From classics like Ida Lupino’s The Hitch-Hiker (1953), Edgar G. Ulmer’s Detour (1945) to recent indie films like Konstantin Bojanov’s Ave (2011), the trope of hitchhiking and accidental encounters have been varyingly used by filmmakers to craft road narratives with drama or suspense. But Pema Tsenden’s Jinpa spins-off from a similar structure to expand the scope of thinking about this particular sub-genre. Co-produced by Wong Kar-wai, this Chinese Tibetan-language film deeply engages with the question of fate and identity in a refreshingly new form of the non-Western road movie.

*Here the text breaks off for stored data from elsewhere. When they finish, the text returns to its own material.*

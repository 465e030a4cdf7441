use serde::Serialize;
use serde_json::{Value, json};
use thiserror::Error;

pub type Result<T, E = AdapterError> = std::result::Result<T, E>;

#[derive(Debug, Error)]
pub enum AdapterError {
    #[error("missing required argument: {0}")]
    MissingArgument(&'static str),

    #[error("invalid argument `{name}`: {reason}")]
    InvalidArgument { name: &'static str, reason: String },

    #[error("{0}")]
    CredentialsMissing(String),

    #[error("upstream unavailable after {attempts} attempt(s) for url ({url}): {reason}")]
    TransientUpstream {
        url: String,
        attempts: usize,
        status: Option<u16>,
        reason: String,
    },

    #[error("upstream request failed: HTTP {status} {status_text} for url ({url})\n{body}")]
    Upstream {
        url: String,
        status: u16,
        status_text: String,
        body: String,
        dropped: Vec<String>,
    },

    #[error("provider rejected parameters {parameters:?}: {message}")]
    ParameterRejected {
        parameters: Vec<String>,
        dropped: Vec<String>,
        message: String,
    },

    #[error("all requested parameters are unavailable (dropped: {dropped:?})")]
    AllParametersUnavailable { dropped: Vec<String> },

    #[error("failed to build HTTP client")]
    HttpClient(#[source] reqwest::Error),

    #[error(transparent)]
    Config(#[from] anyhow::Error),
}

/// Caller-facing error payload: `{ error, message, details? }`.
#[derive(Debug, Clone, PartialEq, Serialize)]
pub struct ErrorBody {
    pub error: &'static str,
    pub message: String,
    #[serde(skip_serializing_if = "Option::is_none")]
    pub details: Option<Value>,
}

impl AdapterError {
    pub fn code(&self) -> &'static str {
        match self {
            AdapterError::MissingArgument(_) => "missing_argument",
            AdapterError::InvalidArgument { .. } => "invalid_argument",
            AdapterError::CredentialsMissing(_) => "credentials_missing",
            AdapterError::TransientUpstream { .. } => "upstream_unavailable",
            AdapterError::Upstream { .. } => "upstream_error",
            AdapterError::ParameterRejected { .. } => "parameter_rejected",
            AdapterError::AllParametersUnavailable { .. } => "parameters_unavailable",
            AdapterError::HttpClient(_) => "http_client",
            AdapterError::Config(_) => "config",
        }
    }

    /// Parameters that were dropped before the request finally failed.
    pub fn dropped_parameters(&self) -> &[String] {
        match self {
            AdapterError::Upstream { dropped, .. }
            | AdapterError::ParameterRejected { dropped, .. }
            | AdapterError::AllParametersUnavailable { dropped } => dropped,
            _ => &[],
        }
    }

    pub fn to_body(&self) -> ErrorBody {
        let details = match self {
            AdapterError::MissingArgument(name) => Some(json!({ "argument": name })),
            AdapterError::InvalidArgument { name, .. } => Some(json!({ "argument": name })),
            AdapterError::TransientUpstream {
                url,
                attempts,
                status,
                ..
            } => Some(json!({ "url": url, "attempts": attempts, "status": status })),
            AdapterError::Upstream {
                url,
                status,
                dropped,
                ..
            } => {
                let mut d = json!({ "url": url, "status": status, "droppedParameters": dropped });
                if let Some(hint) = status_hint(*status) {
                    d["hint"] = Value::String(hint.to_string());
                }
                Some(d)
            }
            AdapterError::ParameterRejected {
                parameters,
                dropped,
                ..
            } => Some(json!({ "parameters": parameters, "droppedParameters": dropped })),
            AdapterError::AllParametersUnavailable { dropped } => {
                Some(json!({ "droppedParameters": dropped }))
            }
            AdapterError::CredentialsMissing(_)
            | AdapterError::HttpClient(_)
            | AdapterError::Config(_) => None,
        };

        ErrorBody {
            error: self.code(),
            message: DisplayChain(self).to_string(),
            details,
        }
    }
}

struct DisplayChain<'a>(&'a AdapterError);

impl std::fmt::Display for DisplayChain<'_> {
    fn fmt(&self, f: &mut std::fmt::Formatter<'_>) -> std::fmt::Result {
        write!(f, "{}", self.0)?;
        let mut source = std::error::Error::source(self.0);
        while let Some(s) = source {
            write!(f, ": {}", s)?;
            source = s.source();
        }
        Ok(())
    }
}

/// Remediation hint for status codes that usually mean a setup problem.
pub(crate) fn status_hint(status: u16) -> Option<&'static str> {
    match status {
        401 => Some(
            "authentication failed: check METEOMATICS_USERNAME / METEOMATICS_PASSWORD or the \
             `username:` / `password:` entries in .meteomaticsrc",
        ),
        403 => Some(
            "access denied: the account may have expired (see `valid_until`) or the \
             subscription does not include the requested parameters or time range",
        ),
        404 => Some(
            "endpoint not found: the configured base URL may be wrong \
             (expected https://api.meteomatics.com or https://power.larc.nasa.gov)",
        ),
        _ => None,
    }
}

#[derive(Debug, Default, serde::Deserialize)]
struct ProviderErrorResponse {
    #[serde(default)]
    message: Option<String>,
    #[serde(default)]
    detail: Option<String>,
    #[serde(default)]
    title: Option<String>,
    // Meteomatics reports {"status":"error","message":...}; some gateways use {"error":...}
    #[serde(default)]
    error: Option<Value>,
    // NASA POWER: {"header":..., "messages":[...]}
    #[serde(default)]
    messages: Vec<Value>,
}

/// Extracts the human-readable part of an error body.
///
/// JSON bodies are reduced to their message fields; anything else is returned
/// trimmed as-is.
pub(crate) fn provider_error_text(body: &str) -> String {
    let Ok(e) = serde_json::from_str::<ProviderErrorResponse>(body) else {
        return body.trim().to_string();
    };

    let mut parts: Vec<String> = Vec::new();
    for s in [&e.title, &e.message, &e.detail].into_iter().flatten() {
        if !s.trim().is_empty() {
            parts.push(s.trim().to_string());
        }
    }
    match &e.error {
        Some(Value::String(s)) if !s.trim().is_empty() => parts.push(s.trim().to_string()),
        Some(Value::Object(o)) => {
            if let Some(Value::String(s)) = o.get("message") {
                parts.push(s.trim().to_string());
            }
        }
        _ => {}
    }
    for m in &e.messages {
        match m {
            Value::String(s) => parts.push(s.trim().to_string()),
            other => parts.push(other.to_string()),
        }
    }

    if parts.is_empty() {
        body.trim().to_string()
    } else {
        parts.join("; ")
    }
}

In the remote Tibetan region of the Kekexili plateau located 16,000 feet above sea level, the film focuses on the rugged protagonist, Jinpa (also played by the actor, Jinpa), driving a goods transport lorry with an unassuming self-confidence.  On the road, he drinks and smokes intermittently, defecates out in the open, hums along the Tibetan rendition of “O Sole Mio”, and drives on habitually until his truck accidentally runs over a sheep.  An ominous atmosphere settles in following this incident and soon after he picks up a wandering man who claims of visiting Sanak to avenge the murder of his father ten years back. Quite uncannily, this dagger-bearing stranger, wearing regional attire, is also named Jinpa.

Throughout the narrative, the two Jinpas share a brief period of screen time. Their conversations are straight from the shoulder and without any artifice. Yet, Jinpa – the lorry driver – becomes increasingly occupied with the story and motivation of his namesake hitchhiker after he drops him off in the middle of the night.  Like a spectre, the off-screen presence of the hitchhiker silently grows and pervades the lorry driver’s imagination. This infuses the film with an apprehensive ambience, provoking anxiety about things that are not happening on screen.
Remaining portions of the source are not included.